//! Collection metrics for the rollout coordinator.
//!
//! - [`CollectionMetrics`]: experience, step and per-peer reward totals

pub mod collection_metrics;

pub use collection_metrics::CollectionMetrics;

**Action item:** Return only this span, exactly: the line that contains "per-peer reward totals" and all lines after it to the end of the records.

**Task output:**
//! - [`CollectionMetrics`]: experience, step and per-peer reward totals

pub mod collection_metrics;

pub use collection_metrics::CollectionMetrics;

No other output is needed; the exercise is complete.